## Your assignment:
Select every line below containing the word "value".

Segment Open

//! Test module for determinism, integration and property tests.
//!
//! This module exercises whole matches through the public engine API:
//! - **Determinism tests**: same seed, clock and calls produce identical state
//! - **Integration tests**: full matches from lobby to outcome
//! - **Property tests**: invariants over generated inputs
//! - **Helper functions**: fleets, clocks and battle-ready matches
//!
//! # Test Structure
//!
//! - `determinism.rs`: replay and seed tests
//! - `integration.rs`: end-to-end scenarios
//! - `properties.rs`: `proptest` invariants
//! - `helpers.rs`: test setup utilities and factory functions

mod helpers;

// Re-export for convenience
pub use helpers::*;
//! Registry of live matches.
//!
//! Each match sits behind its own `RwLock`, so different matches never
//! contend. The map itself is a [`DashMap`]; locks are never held across
//! map operations.

use dashmap::DashMap;
use parking_lot::RwLock;
use rayon::prelude::*;
use std::sync::Arc;
use tracing::{error, info};

use crate::config::GameConfiguration;
use crate::error::EngineError;
use crate::game::GameState;
use crate::ids::MatchId;

/// Shared handle to one match.
pub type MatchHandle = Arc<RwLock<GameState>>;

/// Registry of all live matches.
#[derive(Debug, Default)]
pub struct MatchRegistry {
    matches: DashMap<MatchId, MatchHandle>,
}

impl MatchRegistry {
    /// Creates an empty registry.
    #[must_use]
    pub fn new() -> Self {
        Self::default()
    }

    /// Creates and registers a match with seeded rolls and the system clock.
    ///
    /// # Errors
    ///
    /// [`EngineError::DuplicateMatch`] if the id is taken, or the
    /// configuration error from [`GameState::new`].
    pub fn create(&self, id: MatchId, config: GameConfiguration) -> Result<MatchHandle, EngineError> {
        if self.matches.contains_key(&id) {
            return Err(EngineError::DuplicateMatch(id));
        }
        let game = GameState::new(id, config)?;
        self.insert(game)
    }

    /// Registers an existing match.
    ///
    /// # Errors
    ///
    /// [`EngineError::DuplicateMatch`] if the id is taken.
    pub fn insert(&self, game: GameState) -> Result<MatchHandle, EngineError> {
        let id = game.match_id();
        match self.matches.entry(id) {
            dashmap::mapref::entry::Entry::Occupied(_) => Err(EngineError::DuplicateMatch(id)),
            dashmap::mapref::entry::Entry::Vacant(slot) => {
                let handle = Arc::new(RwLock::new(game));
                slot.insert(Arc::clone(&handle));
                info!(match_id = %id, "match registered");
                Ok(handle)
            }
        }
    }

    /// Handle of a match.
    #[must_use]
    pub fn get(&self, id: MatchId) -> Option<MatchHandle> {
        self.matches.get(&id).map(|entry| Arc::clone(entry.value()))
    }

    /// Unregisters a match.
    pub fn remove(&self, id: MatchId) -> Option<MatchHandle> {
        self.matches.remove(&id).map(|(_, handle)| handle)
    }

    /// Runs `f` with shared access to a match.
    ///
    /// # Errors
    ///
    /// [`EngineError::MatchNotFound`] for an unknown id.
    pub fn with_game<R>(&self, id: MatchId, f: impl FnOnce(&GameState) -> R) -> Result<R, EngineError> {
        let handle = self.get(id).ok_or(EngineError::MatchNotFound(id))?;
        let game = handle.read();
        Ok(f(&game))
    }

    /// Runs `f` with exclusive access to a match.
    ///
    /// # Errors
    ///
    /// [`EngineError::MatchNotFound`] for an unknown id.
    pub fn with_game_mut<R>(
        &self,
        id: MatchId,
        f: impl FnOnce(&mut GameState) -> R,
    ) -> Result<R, EngineError> {
        let handle = self.get(id).ok_or(EngineError::MatchNotFound(id))?;
        let mut game = handle.write();
        Ok(f(&mut game))
    }

    /// Number of registered matches.
    #[must_use]
    pub fn len(&self) -> usize {
        self.matches.len()
    }

    /// Whether no match is registered.
    #[must_use]
    pub fn is_empty(&self) -> bool {
        self.matches.is_empty()
    }

    /// Registered ids, ascending.
    #[must_use]
    pub fn match_ids(&self) -> Vec<MatchId> {
        let mut ids: Vec<MatchId> = self.matches.iter().map(|entry| *entry.key()).collect();
        ids.sort_unstable();
        ids
    }

    /// Expires overdue turns across all matches in parallel.
    ///
    /// Returns the ids of matches whose turn expired, ascending. A match that
    /// aborts on an integrity failure is logged and skipped.
    pub fn sweep_turn_timeouts(&self) -> Vec<MatchId> {
        let handles: Vec<(MatchId, MatchHandle)> = self
            .matches
            .iter()
            .map(|entry| (*entry.key(), Arc::clone(entry.value())))
            .collect();

        let mut expired: Vec<MatchId> = handles
            .par_iter()
            .filter_map(|(id, handle)| match handle.write().expire_turn() {
                Ok(true) => Some(*id),
                Ok(false) => None,
                Err(err) => {
                    error!(match_id = %id, error = %err, "turn sweep failed");
                    None
                }
            })
            .collect();
        expired.sort_unstable();
        expired
    }

    /// Unregisters finished matches and returns their ids, ascending.
    pub fn remove_finished(&self) -> Vec<MatchId> {
        let mut finished: Vec<MatchId> = self
            .matches
            .iter()
            .filter(|entry| entry.value().read().data().is_finished())
            .map(|entry| *entry.key())
            .collect();
        finished.sort_unstable();
        for id in &finished {
            self.matches.remove(id);
        }
        finished
    }
}

#[cfg(test)]
mod tests {
    use super::*;

    #[test]
    fn create_and_lookup() {
        let registry = MatchRegistry::new();
        assert!(registry.is_empty());
        registry.create(MatchId::new(2), GameConfiguration::default()).unwrap();
        registry.create(MatchId::new(1), GameConfiguration::default()).unwrap();
        assert_eq!(registry.len(), 2);
        assert_eq!(registry.match_ids(), vec![MatchId::new(1), MatchId::new(2)]);
        assert!(matches!(
            registry.create(MatchId::new(1), GameConfiguration::default()),
            Err(EngineError::DuplicateMatch(_))
        ));
    }

    #[test]
    fn unknown_match() {
        let registry = MatchRegistry::new();
        let err = registry.with_game(MatchId::new(9), GameState::turn_number).unwrap_err();
        assert!(matches!(err, EngineError::MatchNotFound(id) if id == MatchId::new(9)));
    }

    #[test]
    fn invalid_config_is_not_registered() {
        let registry = MatchRegistry::new();
        let config = GameConfiguration::with_board(0, 10);
        assert!(registry.create(MatchId::new(1), config).is_err());
        assert!(registry.is_empty());
    }

    #[test]
    fn remove_returns_handle() {
        let registry = MatchRegistry::new();
        registry.create(MatchId::new(3), GameConfiguration::default()).unwrap();
        let handle = registry.remove(MatchId::new(3)).unwrap();
        assert_eq!(handle.read().match_id(), MatchId::new(3));
        assert!(registry.get(MatchId::new(3)).is_none());
    }
}
use std::sync::Arc;
use std::time::Instant;

use crate::api::middleware::{AppError, QueryFailure};
use crate::models::{DataQuery, ExtensionStatus, QueryResult, Record, StoreConfig, NATIVE_SQL_LABEL};
use crate::services::connection_pool::ConnectionRegistry;
use crate::services::context::QueryContext;
use crate::services::database::{ConnectionProvider, SqlConnection};
use crate::services::dialect::SHOW_TABLES;
use crate::services::discovery::MetadataDiscovery;
use crate::services::materializer;

/// Entry point for data queries against one configured store
pub struct QueryService {
    store: StoreConfig,
    registry: ConnectionRegistry,
    provider: Arc<dyn ConnectionProvider>,
}

impl QueryService {
    pub fn new(store: StoreConfig, provider: Arc<dyn ConnectionProvider>) -> Self {
        Self {
            store,
            registry: ConnectionRegistry::new(),
            provider,
        }
    }

    pub fn store(&self) -> &StoreConfig {
        &self.store
    }

    pub fn registry(&self) -> &ConnectionRegistry {
        &self.registry
    }

    async fn connection(&self, database: &str) -> Result<Arc<dyn SqlConnection>, AppError> {
        self.registry
            .get_or_connect(&self.store, database, self.provider.as_ref())
            .await
    }

    /// Run a data query together with metadata discovery
    ///
    /// Databases and tables are discovered alongside the statement. When `sql`
    /// holds no statement, only blanks, separators or comments, only metadata is
    /// returned. When the statement fails, the returned
    /// failure still carries the metadata discovered so far.
    pub async fn query(&self, query: DataQuery, ctx: &QueryContext) -> Result<QueryResult, QueryFailure> {
        let database = self.store.resolve_database(&query.key).to_string();
        let conn = self.connection(&database).await?;

        let mut discovery = MetadataDiscovery::start(conn.clone(), &query.key, ctx);

        if materializer::split_statements(&query.sql).is_empty() {
            return Ok(QueryResult::with_meta(discovery.finish().await));
        }

        let dialect = conn.dialect();
        let native_sql = if query.sql.trim() == SHOW_TABLES {
            dialect.show_tables_for(&database)
        } else {
            dialect.translate(&query.sql)
        };
        tracing::debug!(dialect = %dialect, "translated query: {}", native_sql);

        discovery.spawn_labels(native_sql.clone());

        let started = Instant::now();
        let outcome = materializer::execute_script(conn.as_ref(), &native_sql, ctx).await;
        let elapsed = started.elapsed();

        let mut meta = discovery.finish().await;
        meta.labels.push(Record::new(NATIVE_SQL_LABEL, native_sql));

        match outcome {
            Ok(data) => {
                meta.duration = Some(format!("{:?}", elapsed));
                let result = match data {
                    Some(mut data) => {
                        meta.labels.append(&mut data.meta.labels);
                        QueryResult {
                            data: data.data,
                            items: data.items,
                            meta,
                        }
                    }
                    None => QueryResult::with_meta(meta),
                };
                tracing::info!(
                    "query on {:?} returned {} rows in {:?}",
                    database,
                    result.items.len(),
                    elapsed
                );
                Ok(result)
            }
            Err(error) => {
                tracing::warn!("query on {:?} failed: {}", database, error);
                Err(QueryFailure::with_partial(error, QueryResult::with_meta(meta)))
            }
        }
    }

    /// Check that the default database of the store is reachable
    pub async fn verify(&self, ctx: &QueryContext) -> ExtensionStatus {
        let database = &self.store.database;
        let result: Result<(), AppError> = async {
            let conn = self.connection(database).await?;
            if let Err(e) = ctx.run(conn.ping()).await {
                // a broken connection must not stay cached
                self.registry.evict(&self.store.name, database).await;
                return Err(e);
            }
            Ok(())
        }
        .await;

        if let Err(e) = &result {
            tracing::warn!("store {:?} is not ready: {}", self.store.name, e);
        }
        ExtensionStatus::from_result(result)
    }

    /// Close every connection held by this service
    pub async fn shutdown(&self) {
        self.registry.close_all().await;
    }
}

Segment Closed

## Exercise response:
        self.matches.get(&id).map(|entry| Arc::clone(entry.value()))
            .map(|entry| (*entry.key(), Arc::clone(entry.value())))
            .filter(|entry| entry.value().read().data().is_finished())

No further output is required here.